Vankyo's V630 model, for example, is an LED projector promoted on Amazon as having "6800 LUX high brightness," while ANSI brightness measurements conducted by a third-party reviewer has shown it to produce only about 420 lumens. An uneducated consumer might reasonably think it was a very bright projector based on the number alone.
Epson uses the ISO standard for measuring white brightness and separately measures and reports color brightness (color light output, or CLO) according to the IDMS 15.4 standard. The ISO standard is slowly supplanting the ANSI standard and uses the same nine-point technique that averages light across the entire screen.
"We are seeing more connected households embrace big-screen viewing solutions than ever before. As we enter the busy holiday season, we want to ensure that consumers are receiving the vital information needed to make informed purchasing decisions," said Mike Isgrig, vice president, consumer sales and marketing, Epson America, Inc., in a company statement. "Epson invests considerable time and money to ensure performance claims are based on industry standards, and we take it seriously when companies blatantly mislead consumers with non-standard specifications. This lawsuit underscores Epson's commitment to support a fair marketplace and deter sellers and manufacturers who by misleading projector consumers, damage the credibility of the entire industry."

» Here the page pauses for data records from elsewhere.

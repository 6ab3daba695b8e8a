//! Photo mosaic assembly matched on luminance
//!
//! Palette images are reduced to a single brightness fingerprint, then each
//! cell of a target brightness grid is filled with a palette image chosen by
//! a tolerance-and-fairness policy and composited into an output raster.

#![forbid(unsafe_code)]

/// Candidate pool, selection policy and mosaic assembly
pub mod algorithm;
/// Brightness fingerprints and run statistics
pub mod analysis;
/// Input/output operations, configuration and error handling
pub mod io;
/// Target grid and output raster geometry
pub mod spatial;

pub use algorithm::assembler::{Mosaic, MosaicAssembler, assemble};
pub use algorithm::pool::{CandidateImage, CandidatePool};
pub use algorithm::random::{RandomSelector, RandomSource};
pub use algorithm::selection::{Selection, SelectionTier, select_candidate};
pub use analysis::fingerprint::fingerprint;
pub use io::configuration::MosaicConfig;
pub use io::error::{MosaicError, Result};
pub use spatial::grid::TargetGrid;
pub use spatial::raster::OutputRaster;
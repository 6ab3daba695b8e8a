//! Output raster the assembler composites candidates into

use crate::io::configuration::{MAX_RASTER_BYTES, MAX_RASTER_DIMENSION};
use crate::io::error::{MosaicError, Result, invalid_argument};
use image::imageops::{self, FilterType};
use image::RgbaImage;

/// Axis-aligned pixel rectangle covered by one grid cell
#[derive(Clone, Copy, Debug, PartialEq, Eq)]
pub struct CellRect {
    /// Left edge in pixels
    pub x: u32,
    /// Top edge in pixels
    pub y: u32,
    /// Edge length in pixels
    pub size: u32,
}

/// Rectangle `[col * block_size, row * block_size, block_size, block_size]`
///
/// Returns `None` if the coordinates overflow `u32`.
pub fn cell_rect(row: usize, col: usize, block_size: u32) -> Option<CellRect> {
    let x = u32::try_from(col).ok()?.checked_mul(block_size)?;
    let y = u32::try_from(row).ok()?.checked_mul(block_size)?;
    Some(CellRect {
        x,
        y,
        size: block_size,
    })
}

/// Pixel buffer of `(cols * block_size) x (rows * block_size)`
#[derive(Clone, Debug)]
pub struct OutputRaster {
    image: RgbaImage,
    rows: usize,
    cols: usize,
    block_size: u32,
}

impl OutputRaster {
    /// Allocate a transparent raster for a `rows` x `cols` grid
    ///
    /// # Errors
    ///
    /// Returns `InvalidArgument` if any dimension is zero, an edge exceeds
    /// `MAX_RASTER_DIMENSION`, or the RGBA buffer would exceed `MAX_RASTER_BYTES`
    pub fn new(rows: usize, cols: usize, block_size: u32) -> Result<Self> {
        let dimension = |cells: usize, name: &'static str| -> Result<u32> {
            u32::try_from(cells)
                .ok()
                .and_then(|count| count.checked_mul(block_size))
                .filter(|&pixels| pixels > 0 && pixels <= MAX_RASTER_DIMENSION)
                .ok_or_else(|| {
                    invalid_argument(
                        name,
                        &format!("{cells} cells of {block_size}px"),
                        &format!("raster edge must be between 1 and {MAX_RASTER_DIMENSION} pixels"),
                    )
                })
        };
        let width = dimension(cols, "raster_width")?;
        let height = dimension(rows, "raster_height")?;

        let bytes = u64::from(width)
            .checked_mul(u64::from(height))
            .and_then(|pixels| pixels.checked_mul(4))
            .filter(|&bytes| bytes <= MAX_RASTER_BYTES);
        if bytes.is_none() {
            return Err(invalid_argument(
                "raster_size",
                &format!("{width}x{height}"),
                &format!("RGBA buffer must not exceed {MAX_RASTER_BYTES} bytes"),
            ));
        }

        Ok(Self {
            image: RgbaImage::new(width, height),
            rows,
            cols,
            block_size,
        })
    }

    /// Scale `pixels` to the cell at (`row`, `col`) and overwrite that cell
    ///
    /// The source is stretched to exactly fill the square cell.
    ///
    /// # Errors
    ///
    /// Returns `Compositing` if the cell lies outside the raster or the
    /// source image has no pixels
    pub fn draw_cell(
        &mut self,
        row: usize,
        col: usize,
        candidate: usize,
        pixels: &RgbaImage,
    ) -> Result<()> {
        let failure = |reason: &str| MosaicError::Compositing {
            row,
            col,
            candidate,
            reason: reason.to_string(),
        };

        if row >= self.rows || col >= self.cols {
            return Err(failure("cell lies outside the raster"));
        }
        if pixels.width() == 0 || pixels.height() == 0 {
            return Err(failure("candidate image has no pixels"));
        }
        let rect = cell_rect(row, col, self.block_size)
            .ok_or_else(|| failure("cell coordinates overflow"))?;

        let tile = if pixels.dimensions() == (rect.size, rect.size) {
            pixels.clone()
        } else {
            imageops::resize(pixels, rect.size, rect.size, FilterType::Triangle)
        };
        imageops::replace(
            &mut self.image,
            &tile,
            i64::from(rect.x),
            i64::from(rect.y),
        );
        Ok(())
    }

    /// Width in pixels
    pub fn width(&self) -> u32 {
        self.image.width()
    }

    /// Height in pixels
    pub fn height(&self) -> u32 {
        self.image.height()
    }

    /// Grid rows covered
    pub const fn rows(&self) -> usize {
        self.rows
    }

    /// Grid columns covered
    pub const fn cols(&self) -> usize {
        self.cols
    }

    /// Pixels per cell edge
    pub const fn block_size(&self) -> u32 {
        self.block_size
    }

    /// Composited pixels
    pub const fn image(&self) -> &RgbaImage {
        &self.image
    }

    /// Consume the raster and return its pixels
    pub fn into_image(self) -> RgbaImage {
        self.image
    }
}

Back in 2019, Epson made headlines when it filed suit against Curtis International Ltd., the distributor and marketer of RCA brand projectors, and against Technicolor SA, which owns the RCA brand, for grossly overstating the lumen output of its projectors. Projectors claimed in advertising to be 2,000 or more lumens (of an unspecified type) were measured by an independent lab as typically delivering less than 40 ANSI lumens. That case was settled with Curtis agreeing to advertise its projectors only using the industry standard ISO/ANSI lumens and to modify its packaging to reflect the accurate lumens ratings. In 2018, Epson was granted a permanent injunction and a $5 million damage award after suing iRulu for advertising false lumen ratings.